━━━ Material provided ━━━
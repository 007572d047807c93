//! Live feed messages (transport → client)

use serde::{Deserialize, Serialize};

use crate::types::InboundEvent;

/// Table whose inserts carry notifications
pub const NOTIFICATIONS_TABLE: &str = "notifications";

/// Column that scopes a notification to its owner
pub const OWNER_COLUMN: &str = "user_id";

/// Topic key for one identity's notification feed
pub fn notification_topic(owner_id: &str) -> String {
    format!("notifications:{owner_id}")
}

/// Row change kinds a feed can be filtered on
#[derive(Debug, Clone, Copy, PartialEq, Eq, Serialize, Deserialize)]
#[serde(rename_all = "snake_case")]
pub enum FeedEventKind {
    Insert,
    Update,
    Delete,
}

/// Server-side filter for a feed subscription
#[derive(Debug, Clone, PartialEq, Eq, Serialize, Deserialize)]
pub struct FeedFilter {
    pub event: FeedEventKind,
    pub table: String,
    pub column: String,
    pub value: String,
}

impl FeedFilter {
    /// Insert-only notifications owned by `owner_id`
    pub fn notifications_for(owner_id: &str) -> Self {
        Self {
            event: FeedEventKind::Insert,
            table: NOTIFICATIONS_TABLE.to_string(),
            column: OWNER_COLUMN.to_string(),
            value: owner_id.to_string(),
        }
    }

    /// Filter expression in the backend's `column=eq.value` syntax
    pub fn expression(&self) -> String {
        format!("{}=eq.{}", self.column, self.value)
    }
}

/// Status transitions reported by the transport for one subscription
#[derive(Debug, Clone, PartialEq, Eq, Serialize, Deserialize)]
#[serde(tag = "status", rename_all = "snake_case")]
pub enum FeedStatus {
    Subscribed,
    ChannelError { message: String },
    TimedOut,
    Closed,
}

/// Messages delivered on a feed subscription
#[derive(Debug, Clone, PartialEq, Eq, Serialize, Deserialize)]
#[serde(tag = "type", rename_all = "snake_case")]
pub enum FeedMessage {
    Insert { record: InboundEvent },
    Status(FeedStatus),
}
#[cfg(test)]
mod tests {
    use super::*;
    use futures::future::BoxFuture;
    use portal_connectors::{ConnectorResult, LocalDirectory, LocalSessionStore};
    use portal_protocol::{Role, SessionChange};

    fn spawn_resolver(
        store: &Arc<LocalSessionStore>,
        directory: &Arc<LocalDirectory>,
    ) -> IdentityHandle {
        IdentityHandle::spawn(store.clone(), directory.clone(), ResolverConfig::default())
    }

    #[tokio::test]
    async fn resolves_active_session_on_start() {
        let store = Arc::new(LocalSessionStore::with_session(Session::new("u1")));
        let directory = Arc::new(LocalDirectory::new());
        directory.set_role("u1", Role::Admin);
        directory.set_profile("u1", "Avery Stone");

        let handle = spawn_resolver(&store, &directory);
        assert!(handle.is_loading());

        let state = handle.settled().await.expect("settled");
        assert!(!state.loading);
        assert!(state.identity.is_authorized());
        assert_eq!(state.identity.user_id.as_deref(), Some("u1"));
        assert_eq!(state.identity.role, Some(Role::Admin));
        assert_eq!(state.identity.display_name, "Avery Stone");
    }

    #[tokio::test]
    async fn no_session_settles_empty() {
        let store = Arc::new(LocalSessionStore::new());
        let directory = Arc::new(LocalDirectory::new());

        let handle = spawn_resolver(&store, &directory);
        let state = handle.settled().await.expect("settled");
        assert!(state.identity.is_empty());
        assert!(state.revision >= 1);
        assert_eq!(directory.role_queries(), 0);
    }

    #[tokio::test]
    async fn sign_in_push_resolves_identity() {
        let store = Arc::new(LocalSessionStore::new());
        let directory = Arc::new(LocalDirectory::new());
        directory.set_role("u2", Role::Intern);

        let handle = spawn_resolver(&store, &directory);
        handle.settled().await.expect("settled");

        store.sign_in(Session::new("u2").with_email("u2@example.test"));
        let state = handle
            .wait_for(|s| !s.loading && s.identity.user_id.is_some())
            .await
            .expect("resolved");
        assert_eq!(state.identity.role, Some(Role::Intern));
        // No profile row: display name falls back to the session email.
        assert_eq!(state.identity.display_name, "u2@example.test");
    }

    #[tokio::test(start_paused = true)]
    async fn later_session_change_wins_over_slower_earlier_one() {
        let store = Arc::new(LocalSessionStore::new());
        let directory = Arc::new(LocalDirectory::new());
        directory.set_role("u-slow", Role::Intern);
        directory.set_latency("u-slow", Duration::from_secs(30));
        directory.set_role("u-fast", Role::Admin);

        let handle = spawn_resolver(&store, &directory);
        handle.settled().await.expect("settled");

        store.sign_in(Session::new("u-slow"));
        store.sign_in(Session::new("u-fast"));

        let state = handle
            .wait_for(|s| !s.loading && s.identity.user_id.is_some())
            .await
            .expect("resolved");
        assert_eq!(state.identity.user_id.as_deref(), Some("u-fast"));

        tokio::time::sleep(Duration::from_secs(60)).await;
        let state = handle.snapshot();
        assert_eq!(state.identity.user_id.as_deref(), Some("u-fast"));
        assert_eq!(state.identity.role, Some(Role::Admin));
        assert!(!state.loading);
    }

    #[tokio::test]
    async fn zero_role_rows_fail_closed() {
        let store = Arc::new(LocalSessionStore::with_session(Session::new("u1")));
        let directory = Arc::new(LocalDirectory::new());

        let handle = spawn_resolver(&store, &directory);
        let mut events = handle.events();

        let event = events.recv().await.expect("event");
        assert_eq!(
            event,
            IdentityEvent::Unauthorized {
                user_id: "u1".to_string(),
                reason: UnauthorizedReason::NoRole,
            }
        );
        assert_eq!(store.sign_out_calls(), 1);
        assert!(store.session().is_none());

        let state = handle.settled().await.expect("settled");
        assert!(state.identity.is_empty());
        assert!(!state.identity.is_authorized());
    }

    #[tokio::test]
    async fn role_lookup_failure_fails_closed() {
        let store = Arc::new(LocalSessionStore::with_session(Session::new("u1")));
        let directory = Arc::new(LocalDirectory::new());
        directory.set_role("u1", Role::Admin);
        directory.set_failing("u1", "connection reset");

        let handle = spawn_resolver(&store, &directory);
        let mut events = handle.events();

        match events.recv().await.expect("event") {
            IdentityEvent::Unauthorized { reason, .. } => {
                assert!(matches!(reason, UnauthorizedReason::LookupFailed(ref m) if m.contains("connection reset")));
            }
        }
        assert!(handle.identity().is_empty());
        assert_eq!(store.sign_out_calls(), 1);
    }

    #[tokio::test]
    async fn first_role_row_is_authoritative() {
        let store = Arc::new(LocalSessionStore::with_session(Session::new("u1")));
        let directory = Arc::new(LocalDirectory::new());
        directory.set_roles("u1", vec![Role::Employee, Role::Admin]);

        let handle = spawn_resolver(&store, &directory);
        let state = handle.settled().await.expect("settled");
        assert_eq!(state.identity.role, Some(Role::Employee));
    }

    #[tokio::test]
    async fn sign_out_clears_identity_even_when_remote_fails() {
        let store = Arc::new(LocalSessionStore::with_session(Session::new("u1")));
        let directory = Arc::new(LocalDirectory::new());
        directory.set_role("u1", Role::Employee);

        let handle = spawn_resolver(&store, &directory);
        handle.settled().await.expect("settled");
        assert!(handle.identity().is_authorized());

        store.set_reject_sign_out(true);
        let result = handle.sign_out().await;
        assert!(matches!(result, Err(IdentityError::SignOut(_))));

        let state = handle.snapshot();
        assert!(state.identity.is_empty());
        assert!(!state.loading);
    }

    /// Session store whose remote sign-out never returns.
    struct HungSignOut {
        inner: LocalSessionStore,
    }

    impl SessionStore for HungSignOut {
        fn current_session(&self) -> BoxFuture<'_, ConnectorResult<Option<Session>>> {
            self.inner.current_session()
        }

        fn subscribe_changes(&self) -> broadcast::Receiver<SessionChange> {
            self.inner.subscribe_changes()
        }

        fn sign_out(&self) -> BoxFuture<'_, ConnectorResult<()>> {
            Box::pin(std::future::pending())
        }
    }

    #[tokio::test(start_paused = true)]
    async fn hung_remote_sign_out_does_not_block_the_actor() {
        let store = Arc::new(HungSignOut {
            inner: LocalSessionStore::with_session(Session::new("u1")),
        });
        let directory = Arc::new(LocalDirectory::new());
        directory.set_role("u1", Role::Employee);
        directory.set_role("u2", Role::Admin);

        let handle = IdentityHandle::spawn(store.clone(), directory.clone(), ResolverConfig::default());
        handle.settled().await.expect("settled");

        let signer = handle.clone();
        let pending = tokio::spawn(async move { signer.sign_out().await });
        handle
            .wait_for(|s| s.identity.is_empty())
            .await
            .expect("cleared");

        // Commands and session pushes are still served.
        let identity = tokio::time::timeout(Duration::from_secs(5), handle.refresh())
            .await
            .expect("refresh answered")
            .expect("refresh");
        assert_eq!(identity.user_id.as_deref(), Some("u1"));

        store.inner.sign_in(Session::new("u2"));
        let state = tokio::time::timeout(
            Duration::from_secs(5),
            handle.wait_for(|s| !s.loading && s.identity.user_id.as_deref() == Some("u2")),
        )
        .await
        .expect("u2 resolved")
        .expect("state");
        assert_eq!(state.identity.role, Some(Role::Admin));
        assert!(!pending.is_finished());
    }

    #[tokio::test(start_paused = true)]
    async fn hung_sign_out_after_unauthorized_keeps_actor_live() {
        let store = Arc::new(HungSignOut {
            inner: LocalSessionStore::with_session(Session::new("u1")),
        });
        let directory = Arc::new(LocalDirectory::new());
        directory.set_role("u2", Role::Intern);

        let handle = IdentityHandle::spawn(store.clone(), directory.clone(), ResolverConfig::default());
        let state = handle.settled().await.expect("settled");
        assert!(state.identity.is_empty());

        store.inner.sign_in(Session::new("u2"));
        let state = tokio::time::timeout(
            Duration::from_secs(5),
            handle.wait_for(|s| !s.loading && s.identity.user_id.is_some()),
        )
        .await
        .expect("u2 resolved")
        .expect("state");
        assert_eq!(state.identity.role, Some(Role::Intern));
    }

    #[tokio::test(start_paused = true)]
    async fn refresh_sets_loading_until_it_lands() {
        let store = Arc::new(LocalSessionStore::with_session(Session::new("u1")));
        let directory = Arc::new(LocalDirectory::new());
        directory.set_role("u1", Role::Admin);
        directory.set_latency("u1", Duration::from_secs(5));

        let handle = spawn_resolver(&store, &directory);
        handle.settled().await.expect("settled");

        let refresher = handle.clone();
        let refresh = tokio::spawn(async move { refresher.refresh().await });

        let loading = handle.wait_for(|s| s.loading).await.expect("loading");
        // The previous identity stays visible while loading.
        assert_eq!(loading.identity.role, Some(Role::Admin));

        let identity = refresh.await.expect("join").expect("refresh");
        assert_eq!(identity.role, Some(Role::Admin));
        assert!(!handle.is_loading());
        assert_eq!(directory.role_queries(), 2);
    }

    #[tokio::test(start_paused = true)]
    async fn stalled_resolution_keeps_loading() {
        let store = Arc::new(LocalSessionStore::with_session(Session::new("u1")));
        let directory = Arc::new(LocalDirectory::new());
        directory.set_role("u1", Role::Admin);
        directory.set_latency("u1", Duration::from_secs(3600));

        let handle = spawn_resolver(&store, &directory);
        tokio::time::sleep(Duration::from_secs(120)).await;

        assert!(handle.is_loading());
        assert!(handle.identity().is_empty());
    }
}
━━━
━━━ Material provided ━━━
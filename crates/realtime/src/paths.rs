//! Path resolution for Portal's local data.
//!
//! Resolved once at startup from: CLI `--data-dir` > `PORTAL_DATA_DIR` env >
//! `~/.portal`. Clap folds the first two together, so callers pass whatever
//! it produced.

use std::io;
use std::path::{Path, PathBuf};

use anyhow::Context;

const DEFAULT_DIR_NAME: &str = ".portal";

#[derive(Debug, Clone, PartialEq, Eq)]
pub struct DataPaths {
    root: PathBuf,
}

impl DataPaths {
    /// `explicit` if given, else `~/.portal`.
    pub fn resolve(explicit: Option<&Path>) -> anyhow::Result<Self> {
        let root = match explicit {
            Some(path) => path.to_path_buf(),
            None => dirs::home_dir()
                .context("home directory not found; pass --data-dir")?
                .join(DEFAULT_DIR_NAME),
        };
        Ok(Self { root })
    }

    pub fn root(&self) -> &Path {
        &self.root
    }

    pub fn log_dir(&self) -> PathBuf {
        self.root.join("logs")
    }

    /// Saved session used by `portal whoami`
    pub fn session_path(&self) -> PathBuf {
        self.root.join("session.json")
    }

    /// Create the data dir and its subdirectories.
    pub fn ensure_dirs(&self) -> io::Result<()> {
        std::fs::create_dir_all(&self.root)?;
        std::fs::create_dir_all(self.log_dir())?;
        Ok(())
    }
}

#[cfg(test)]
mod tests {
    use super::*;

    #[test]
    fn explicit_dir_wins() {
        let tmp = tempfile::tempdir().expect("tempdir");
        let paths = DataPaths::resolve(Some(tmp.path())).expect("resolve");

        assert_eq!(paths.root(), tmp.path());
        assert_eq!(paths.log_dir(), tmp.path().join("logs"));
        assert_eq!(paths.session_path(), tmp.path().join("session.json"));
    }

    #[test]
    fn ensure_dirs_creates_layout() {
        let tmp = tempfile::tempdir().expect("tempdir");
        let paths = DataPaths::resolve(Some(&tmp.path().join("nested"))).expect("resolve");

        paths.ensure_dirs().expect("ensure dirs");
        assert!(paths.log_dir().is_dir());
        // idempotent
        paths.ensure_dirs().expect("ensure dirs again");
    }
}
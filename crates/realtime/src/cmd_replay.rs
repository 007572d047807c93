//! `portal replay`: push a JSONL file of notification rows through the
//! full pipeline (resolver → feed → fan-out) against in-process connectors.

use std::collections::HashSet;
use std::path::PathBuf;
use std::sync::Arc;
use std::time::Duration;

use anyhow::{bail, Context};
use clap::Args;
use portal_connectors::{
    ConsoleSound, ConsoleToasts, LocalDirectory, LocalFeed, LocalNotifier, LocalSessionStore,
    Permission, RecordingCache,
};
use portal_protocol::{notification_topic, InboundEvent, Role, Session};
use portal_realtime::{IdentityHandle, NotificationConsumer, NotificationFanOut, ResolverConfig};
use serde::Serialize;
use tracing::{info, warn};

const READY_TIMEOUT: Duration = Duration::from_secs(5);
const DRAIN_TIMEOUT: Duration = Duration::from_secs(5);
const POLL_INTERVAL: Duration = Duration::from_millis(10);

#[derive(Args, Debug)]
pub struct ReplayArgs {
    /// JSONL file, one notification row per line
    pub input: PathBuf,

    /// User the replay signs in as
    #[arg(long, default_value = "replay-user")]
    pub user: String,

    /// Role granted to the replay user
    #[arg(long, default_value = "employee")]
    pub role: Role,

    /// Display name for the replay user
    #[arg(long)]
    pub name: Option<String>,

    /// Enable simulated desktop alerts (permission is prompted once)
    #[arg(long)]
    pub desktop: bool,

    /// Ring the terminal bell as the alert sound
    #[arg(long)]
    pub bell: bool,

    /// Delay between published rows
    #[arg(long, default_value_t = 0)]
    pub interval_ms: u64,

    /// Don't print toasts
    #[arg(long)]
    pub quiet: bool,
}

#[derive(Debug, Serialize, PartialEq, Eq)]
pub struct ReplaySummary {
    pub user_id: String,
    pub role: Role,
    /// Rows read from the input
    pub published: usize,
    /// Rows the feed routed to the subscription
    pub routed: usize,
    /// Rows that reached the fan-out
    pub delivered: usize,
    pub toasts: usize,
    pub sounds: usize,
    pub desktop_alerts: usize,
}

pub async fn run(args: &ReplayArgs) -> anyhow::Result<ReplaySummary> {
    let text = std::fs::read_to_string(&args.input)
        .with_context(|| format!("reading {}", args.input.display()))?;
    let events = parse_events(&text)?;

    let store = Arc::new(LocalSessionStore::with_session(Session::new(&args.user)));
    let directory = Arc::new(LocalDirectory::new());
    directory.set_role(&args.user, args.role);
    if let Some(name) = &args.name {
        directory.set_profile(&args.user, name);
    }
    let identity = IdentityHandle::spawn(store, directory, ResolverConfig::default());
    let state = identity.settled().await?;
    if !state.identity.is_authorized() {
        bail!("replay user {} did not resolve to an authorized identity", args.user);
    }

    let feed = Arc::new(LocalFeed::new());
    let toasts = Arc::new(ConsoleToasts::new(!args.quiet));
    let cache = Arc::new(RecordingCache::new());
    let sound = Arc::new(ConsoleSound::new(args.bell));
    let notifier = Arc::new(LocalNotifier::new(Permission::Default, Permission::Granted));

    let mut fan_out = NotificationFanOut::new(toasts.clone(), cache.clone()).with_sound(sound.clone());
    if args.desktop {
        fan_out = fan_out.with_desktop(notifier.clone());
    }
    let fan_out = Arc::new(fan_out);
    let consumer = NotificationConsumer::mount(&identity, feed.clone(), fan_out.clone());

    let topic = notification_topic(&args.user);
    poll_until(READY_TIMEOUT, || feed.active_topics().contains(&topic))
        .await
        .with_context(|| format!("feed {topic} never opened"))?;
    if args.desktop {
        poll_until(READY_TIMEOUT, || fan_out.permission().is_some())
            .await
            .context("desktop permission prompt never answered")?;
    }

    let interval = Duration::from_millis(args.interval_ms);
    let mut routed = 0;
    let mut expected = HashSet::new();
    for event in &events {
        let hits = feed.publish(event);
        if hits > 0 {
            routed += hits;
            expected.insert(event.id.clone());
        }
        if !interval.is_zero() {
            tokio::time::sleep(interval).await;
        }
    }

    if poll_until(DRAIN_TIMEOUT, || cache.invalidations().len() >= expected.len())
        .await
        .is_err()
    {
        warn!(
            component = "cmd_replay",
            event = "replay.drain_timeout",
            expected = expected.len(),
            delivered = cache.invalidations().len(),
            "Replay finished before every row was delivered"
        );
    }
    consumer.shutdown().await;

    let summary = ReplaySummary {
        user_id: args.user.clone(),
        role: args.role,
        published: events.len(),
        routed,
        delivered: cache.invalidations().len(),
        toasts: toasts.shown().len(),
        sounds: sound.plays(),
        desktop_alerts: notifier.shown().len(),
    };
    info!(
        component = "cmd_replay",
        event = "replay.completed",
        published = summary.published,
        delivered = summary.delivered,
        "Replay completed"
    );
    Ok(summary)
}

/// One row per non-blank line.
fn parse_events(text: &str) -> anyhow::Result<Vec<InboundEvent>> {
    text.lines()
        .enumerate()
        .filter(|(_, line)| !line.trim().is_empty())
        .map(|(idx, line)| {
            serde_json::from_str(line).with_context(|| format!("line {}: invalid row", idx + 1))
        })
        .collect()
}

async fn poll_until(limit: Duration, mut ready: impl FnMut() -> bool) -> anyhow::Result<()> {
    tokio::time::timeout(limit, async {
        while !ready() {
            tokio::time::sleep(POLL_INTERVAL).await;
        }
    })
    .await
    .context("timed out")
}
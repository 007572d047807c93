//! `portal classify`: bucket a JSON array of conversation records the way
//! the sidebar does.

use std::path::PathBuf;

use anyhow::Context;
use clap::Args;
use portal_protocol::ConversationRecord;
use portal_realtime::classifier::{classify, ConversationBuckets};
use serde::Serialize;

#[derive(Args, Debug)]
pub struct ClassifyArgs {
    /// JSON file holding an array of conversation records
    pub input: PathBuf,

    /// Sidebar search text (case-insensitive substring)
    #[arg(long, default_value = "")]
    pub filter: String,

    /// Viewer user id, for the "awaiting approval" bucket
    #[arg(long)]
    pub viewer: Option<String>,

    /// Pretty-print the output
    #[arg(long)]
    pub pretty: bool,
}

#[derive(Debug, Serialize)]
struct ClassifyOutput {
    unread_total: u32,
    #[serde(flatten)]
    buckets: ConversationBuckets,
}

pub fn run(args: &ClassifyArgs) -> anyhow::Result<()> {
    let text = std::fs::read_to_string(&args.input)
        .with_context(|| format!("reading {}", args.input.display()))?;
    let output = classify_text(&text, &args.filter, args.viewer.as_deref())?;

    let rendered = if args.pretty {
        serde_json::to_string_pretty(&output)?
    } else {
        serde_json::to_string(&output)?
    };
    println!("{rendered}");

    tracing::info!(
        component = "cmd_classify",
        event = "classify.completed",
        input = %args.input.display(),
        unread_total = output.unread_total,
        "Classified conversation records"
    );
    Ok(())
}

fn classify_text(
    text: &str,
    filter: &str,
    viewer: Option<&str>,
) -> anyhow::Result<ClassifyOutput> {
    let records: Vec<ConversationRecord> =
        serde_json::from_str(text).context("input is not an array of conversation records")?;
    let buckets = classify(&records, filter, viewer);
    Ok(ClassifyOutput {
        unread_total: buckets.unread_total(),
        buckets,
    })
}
━━━
━━━ Material provided ━━━
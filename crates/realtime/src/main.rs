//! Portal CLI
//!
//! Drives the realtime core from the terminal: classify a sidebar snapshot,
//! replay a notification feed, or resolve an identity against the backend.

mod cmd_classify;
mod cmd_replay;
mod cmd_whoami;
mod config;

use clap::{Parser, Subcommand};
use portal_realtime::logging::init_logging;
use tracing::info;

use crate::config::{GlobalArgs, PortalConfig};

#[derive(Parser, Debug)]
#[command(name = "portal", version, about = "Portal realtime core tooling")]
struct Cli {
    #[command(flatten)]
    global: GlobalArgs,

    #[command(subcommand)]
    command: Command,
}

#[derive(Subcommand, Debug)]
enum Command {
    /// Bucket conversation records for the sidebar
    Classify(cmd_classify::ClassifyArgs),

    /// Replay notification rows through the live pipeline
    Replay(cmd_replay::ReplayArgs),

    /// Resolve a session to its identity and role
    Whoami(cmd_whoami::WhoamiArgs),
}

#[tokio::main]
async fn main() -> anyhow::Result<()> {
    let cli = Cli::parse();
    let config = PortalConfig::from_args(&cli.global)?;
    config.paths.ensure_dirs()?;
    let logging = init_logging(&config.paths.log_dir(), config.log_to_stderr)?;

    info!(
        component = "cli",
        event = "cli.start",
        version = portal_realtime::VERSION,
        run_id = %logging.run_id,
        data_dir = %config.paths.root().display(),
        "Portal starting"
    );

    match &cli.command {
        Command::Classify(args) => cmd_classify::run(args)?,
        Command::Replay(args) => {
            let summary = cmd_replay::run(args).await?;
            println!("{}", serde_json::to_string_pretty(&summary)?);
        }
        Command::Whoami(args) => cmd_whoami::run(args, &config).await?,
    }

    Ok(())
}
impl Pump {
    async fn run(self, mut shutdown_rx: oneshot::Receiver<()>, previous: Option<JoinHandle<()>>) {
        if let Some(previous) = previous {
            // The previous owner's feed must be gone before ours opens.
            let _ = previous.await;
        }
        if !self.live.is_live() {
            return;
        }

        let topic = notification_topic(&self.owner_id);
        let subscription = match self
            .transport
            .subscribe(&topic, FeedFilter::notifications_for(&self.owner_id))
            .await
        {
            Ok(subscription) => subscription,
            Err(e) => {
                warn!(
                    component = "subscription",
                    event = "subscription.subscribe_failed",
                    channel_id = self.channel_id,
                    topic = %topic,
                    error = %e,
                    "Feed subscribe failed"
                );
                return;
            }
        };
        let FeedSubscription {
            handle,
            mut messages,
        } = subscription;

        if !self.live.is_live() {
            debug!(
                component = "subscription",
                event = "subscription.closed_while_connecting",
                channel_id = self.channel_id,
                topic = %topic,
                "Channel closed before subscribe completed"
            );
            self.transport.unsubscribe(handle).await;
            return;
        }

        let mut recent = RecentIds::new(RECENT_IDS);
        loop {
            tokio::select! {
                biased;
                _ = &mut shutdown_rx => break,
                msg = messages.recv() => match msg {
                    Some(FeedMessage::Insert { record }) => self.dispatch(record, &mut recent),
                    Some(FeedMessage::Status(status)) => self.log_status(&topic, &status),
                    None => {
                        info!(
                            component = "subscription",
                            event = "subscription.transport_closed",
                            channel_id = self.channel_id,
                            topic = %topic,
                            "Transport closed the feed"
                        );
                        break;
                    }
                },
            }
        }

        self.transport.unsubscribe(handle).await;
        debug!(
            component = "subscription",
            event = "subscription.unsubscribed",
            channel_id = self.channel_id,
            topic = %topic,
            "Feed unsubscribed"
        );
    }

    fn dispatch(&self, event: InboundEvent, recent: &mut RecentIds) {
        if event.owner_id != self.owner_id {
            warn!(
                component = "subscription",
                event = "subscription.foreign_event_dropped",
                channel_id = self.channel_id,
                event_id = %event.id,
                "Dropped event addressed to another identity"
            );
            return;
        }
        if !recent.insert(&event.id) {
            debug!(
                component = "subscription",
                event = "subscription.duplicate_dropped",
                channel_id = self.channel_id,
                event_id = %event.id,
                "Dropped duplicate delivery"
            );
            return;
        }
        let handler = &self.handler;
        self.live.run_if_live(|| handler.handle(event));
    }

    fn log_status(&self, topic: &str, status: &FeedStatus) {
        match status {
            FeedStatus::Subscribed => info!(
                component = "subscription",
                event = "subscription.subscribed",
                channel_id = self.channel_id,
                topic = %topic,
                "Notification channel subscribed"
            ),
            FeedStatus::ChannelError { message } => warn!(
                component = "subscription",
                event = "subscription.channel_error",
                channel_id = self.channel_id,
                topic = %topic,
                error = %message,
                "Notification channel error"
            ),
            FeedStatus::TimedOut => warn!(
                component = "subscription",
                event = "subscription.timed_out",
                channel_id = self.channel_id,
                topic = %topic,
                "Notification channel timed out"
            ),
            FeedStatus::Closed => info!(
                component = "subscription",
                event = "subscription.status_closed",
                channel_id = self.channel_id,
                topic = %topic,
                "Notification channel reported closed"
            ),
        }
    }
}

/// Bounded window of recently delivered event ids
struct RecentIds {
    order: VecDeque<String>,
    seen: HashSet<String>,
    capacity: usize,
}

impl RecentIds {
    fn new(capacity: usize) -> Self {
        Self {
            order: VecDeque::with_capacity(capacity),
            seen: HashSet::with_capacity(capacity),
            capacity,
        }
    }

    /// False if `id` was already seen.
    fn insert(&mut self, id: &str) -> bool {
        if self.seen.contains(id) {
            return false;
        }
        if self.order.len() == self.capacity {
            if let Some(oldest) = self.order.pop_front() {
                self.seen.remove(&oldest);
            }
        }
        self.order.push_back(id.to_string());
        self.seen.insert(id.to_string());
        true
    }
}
━━━
— Exercise prompt —
Lines that include the word "order" are to be extracted from the data above.

— Solution to this problem —
    order: VecDeque<String>,
            order: VecDeque::with_capacity(capacity),
        if self.order.len() == self.capacity {
            if let Some(oldest) = self.order.pop_front() {
        self.order.push_back(id.to_string());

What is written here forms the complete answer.